**Description of the task**
After the line containing "looks up the", write nothing more; before it, reproduce every line of the material below exactly, starting with the first.

**Given records**
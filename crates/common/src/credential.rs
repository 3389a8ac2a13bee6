//! Organization credentials for the disclosure write path
//!
//! A submitter obtains a credential once: the server looks up the
//! organization owning the submitter's network origin and signs a short claim
//! set binding that organization to an issue and expiry time. Submissions
//! present the credential, and the verified organization becomes the group
//! their share is counted under.
//!
//! The rest of the crate trusts the organization string as given; nothing
//! here ties it to a real-world identity.
//!
//! # Token format
//!
//! A compact JWT signed with Ed25519 (`alg: EdDSA`) whose payload is
//! `{"org": ..., "iat": ..., "exp": ...}`. Clients read the organization and
//! expiry straight from the payload segment.

use std::collections::HashMap;
use std::fmt;
use std::net::IpAddr;
use std::time::Duration;

use async_trait::async_trait;
use base64::engine::general_purpose::URL_SAFE_NO_PAD;
use base64::Engine;
use ed25519_dalek::pkcs8::{EncodePrivateKey, KeypairBytes};
use ed25519_dalek::{SigningKey, VerifyingKey};
use jsonwebtoken::errors::ErrorKind;
use jsonwebtoken::{Algorithm, DecodingKey, EncodingKey, Header, Validation};
use serde::{Deserialize, Serialize};
use time::OffsetDateTime;

use crate::crypto;

/// Credentials are valid for two days unless configured otherwise
pub const DEFAULT_CREDENTIAL_TTL: Duration = Duration::from_secs(48 * 60 * 60);
/// PEM tag for the persisted signing key
pub const SIGNING_KEY_PEM_TAG: &str = "PRIVATE KEY";

const SIGNING_KEY_SIZE: usize = 32;
const CREDENTIAL_ALGORITHM: Algorithm = Algorithm::EdDSA;

/// Opaque organization identifier attached to a submission
#[derive(Debug, Clone, PartialEq, Eq, Hash, PartialOrd, Ord, Serialize, Deserialize)]
#[serde(transparent)]
pub struct OrganizationId(String);

impl OrganizationId {
    pub fn as_str(&self) -> &str {
        &self.0
    }
}

impl From<&str> for OrganizationId {
    fn from(name: &str) -> Self {
        OrganizationId(name.to_string())
    }
}

impl From<String> for OrganizationId {
    fn from(name: String) -> Self {
        OrganizationId(name)
    }
}

impl fmt::Display for OrganizationId {
    fn fmt(&self, f: &mut fmt::Formatter<'_>) -> fmt::Result {
        f.write_str(&self.0)
    }
}

#[derive(Debug, thiserror::Error, Clone, PartialEq, Eq)]
pub enum CredentialError {
    /// The external organization registry could not answer
    #[error("organization lookup failed: {0}")]
    UpstreamLookupFailed(String),
    #[error("malformed credential: {0}")]
    Malformed(String),
    #[error("credential signature invalid")]
    BadSignature,
    #[error("credential expired")]
    Expired,
    #[error("signing key error: {0}")]
    Key(String),
}

/// Claims carried by a credential
#[derive(Debug, Clone, PartialEq, Eq, Serialize, Deserialize)]
pub struct CredentialClaims {
    pub org: OrganizationId,
    /// Issued-at, unix seconds
    pub iat: i64,
    /// Expiry, unix seconds
    pub exp: i64,
}

/// Response body of a credential request
#[derive(Debug, Clone, PartialEq, Eq, Serialize, Deserialize)]
pub struct IssuedCredential {
    pub organization: OrganizationId,
    pub credential: String,
}

/// Resolves a network origin to the organization that owns it
#[async_trait]
pub trait OrganizationLookup: Send + Sync {
    async fn lookup(&self, origin: IpAddr) -> Result<OrganizationId, CredentialError>;
}

/// Lookup backed by a fixed table, with an optional catch-all
///
/// Useful for tests and for deployments behind a known network.
#[derive(Debug, Clone, Default)]
pub struct StaticLookup {
    table: HashMap<IpAddr, OrganizationId>,
    fallback: Option<OrganizationId>,
}

impl StaticLookup {
    pub fn new() -> Self {
        Self::default()
    }

    pub fn with_entry(mut self, origin: IpAddr, organization: impl Into<OrganizationId>) -> Self {
        self.table.insert(origin, organization.into());
        self
    }

    pub fn with_fallback(mut self, organization: impl Into<OrganizationId>) -> Self {
        self.fallback = Some(organization.into());
        self
    }
}

#[async_trait]
impl OrganizationLookup for StaticLookup {
    async fn lookup(&self, origin: IpAddr) -> Result<OrganizationId, CredentialError> {
        self.table
            .get(&origin)
            .or(self.fallback.as_ref())
            .cloned()
            .ok_or_else(|| {
                CredentialError::UpstreamLookupFailed(format!("no organization for {}", origin))
            })
    }
}

/// Signs and verifies organization credentials with an Ed25519 key
#[derive(Clone)]
pub struct CredentialSigner {
    key: SigningKey,
    ttl: Duration,
}

impl fmt::Debug for CredentialSigner {
    fn fmt(&self, f: &mut fmt::Formatter<'_>) -> fmt::Result {
        f.debug_struct("CredentialSigner")
            .field("verifying_key", &self.verifying_key_base64())
            .field("ttl", &self.ttl)
            .finish()
    }
}

impl From<[u8; SIGNING_KEY_SIZE]> for CredentialSigner {
    fn from(bytes: [u8; SIGNING_KEY_SIZE]) -> Self {
        Self {
            key: SigningKey::from_bytes(&bytes),
            ttl: DEFAULT_CREDENTIAL_TTL,
        }
    }
}

impl CredentialSigner {
    /// Generate a new random signing key using the operating system RNG
    pub fn generate() -> Result<Self, CredentialError> {
        let bytes = crypto::random_bytes::<SIGNING_KEY_SIZE>()
            .map_err(|e| CredentialError::Key(e.to_string()))?;
        Ok(Self::from(bytes))
    }

    pub fn with_ttl(mut self, ttl: Duration) -> Self {
        self.ttl = ttl;
        self
    }

    pub fn ttl(&self) -> Duration {
        self.ttl
    }

    pub fn verifying_key(&self) -> VerifyingKey {
        self.key.verifying_key()
    }

    pub fn verifying_key_base64(&self) -> String {
        URL_SAFE_NO_PAD.encode(self.verifying_key().as_bytes())
    }

    /// Encode the signing key in PEM format for storage
    pub fn to_pem(&self) -> String {
        let pem = pem::Pem::new(SIGNING_KEY_PEM_TAG, self.key.to_bytes());
        pem::encode(&pem)
    }

    /// Parse a signing key from PEM format
    ///
    /// # Errors
    ///
    /// Returns an error if the PEM is malformed, carries the wrong tag or the
    /// key is not 32 bytes.
    pub fn from_pem(pem_str: &str) -> Result<Self, CredentialError> {
        let pem = pem::parse(pem_str)
            .map_err(|e| CredentialError::Key(format!("failed to parse PEM: {}", e)))?;

        if pem.tag() != SIGNING_KEY_PEM_TAG {
            return Err(CredentialError::Key(format!(
                "invalid PEM tag, expected {}",
                SIGNING_KEY_PEM_TAG
            )));
        }

        let bytes: [u8; SIGNING_KEY_SIZE] = pem.contents().try_into().map_err(|_| {
            CredentialError::Key(format!(
                "invalid signing key size in PEM, expected {}, got {}",
                SIGNING_KEY_SIZE,
                pem.contents().len()
            ))
        })?;
        Ok(Self::from(bytes))
    }

    fn encoding_key(&self) -> Result<EncodingKey, CredentialError> {
        // v1 document: the seed alone, without the optional public key
        let keypair = KeypairBytes {
            secret_key: self.key.to_bytes(),
            public_key: None,
        };
        let der = keypair
            .to_pkcs8_der()
            .map_err(|e| CredentialError::Key(e.to_string()))?;
        Ok(EncodingKey::from_ed_der(der.as_bytes()))
    }

    fn decoding_key(&self) -> Result<DecodingKey, CredentialError> {
        DecodingKey::from_ed_components(&self.verifying_key_base64())
            .map_err(|e| CredentialError::Key(e.to_string()))
    }

    /// Sign a credential for `organization`, valid from `now` for the TTL
    pub fn issue(
        &self,
        organization: OrganizationId,
        now: OffsetDateTime,
    ) -> Result<IssuedCredential, CredentialError> {
        let iat = now.unix_timestamp();
        let ttl = i64::try_from(self.ttl.as_secs())
            .map_err(|_| CredentialError::Key("credential ttl out of range".into()))?;
        let claims = CredentialClaims {
            org: organization.clone(),
            iat,
            exp: iat.saturating_add(ttl),
        };

        let credential = jsonwebtoken::encode(
            &Header::new(CREDENTIAL_ALGORITHM),
            &claims,
            &self.encoding_key()?,
        )
        .map_err(|e| CredentialError::Key(e.to_string()))?;

        Ok(IssuedCredential {
            organization,
            credential,
        })
    }

    /// Verify a credential's signature and expiry, returning its claims
    ///
    /// Expiry is checked against the wall clock by the JWT layer and then
    /// against `now`.
    ///
    /// # Errors
    ///
    /// - `Malformed` if the token is not a JWT or its claims do not parse
    /// - `BadSignature` if the signature was not produced by this key, or the
    ///   header names another algorithm
    /// - `Expired` if `now` is at or past the expiry
    pub fn verify(
        &self,
        credential: &str,
        now: OffsetDateTime,
    ) -> Result<CredentialClaims, CredentialError> {
        let mut validation = Validation::new(CREDENTIAL_ALGORITHM);
        validation.leeway = 0;

        let claims = jsonwebtoken::decode::<CredentialClaims>(
            credential.trim(),
            &self.decoding_key()?,
            &validation,
        )
        .map_err(CredentialError::from)?
        .claims;

        if now.unix_timestamp() >= claims.exp {
            return Err(CredentialError::Expired);
        }
        Ok(claims)
    }
}

impl From<jsonwebtoken::errors::Error> for CredentialError {
    fn from(err: jsonwebtoken::errors::Error) -> Self {
        match err.kind() {
            ErrorKind::ExpiredSignature => CredentialError::Expired,
            ErrorKind::InvalidSignature | ErrorKind::InvalidAlgorithm => {
                CredentialError::BadSignature
            }
            _ => CredentialError::Malformed(err.to_string()),
        }
    }
}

**Task result**
filename crates/common/src/credential.rs
repository 3389a8ac2a13bee6
//! Organization credentials for the disclosure write path
//!
//! A submitter obtains a credential once: the server looks up the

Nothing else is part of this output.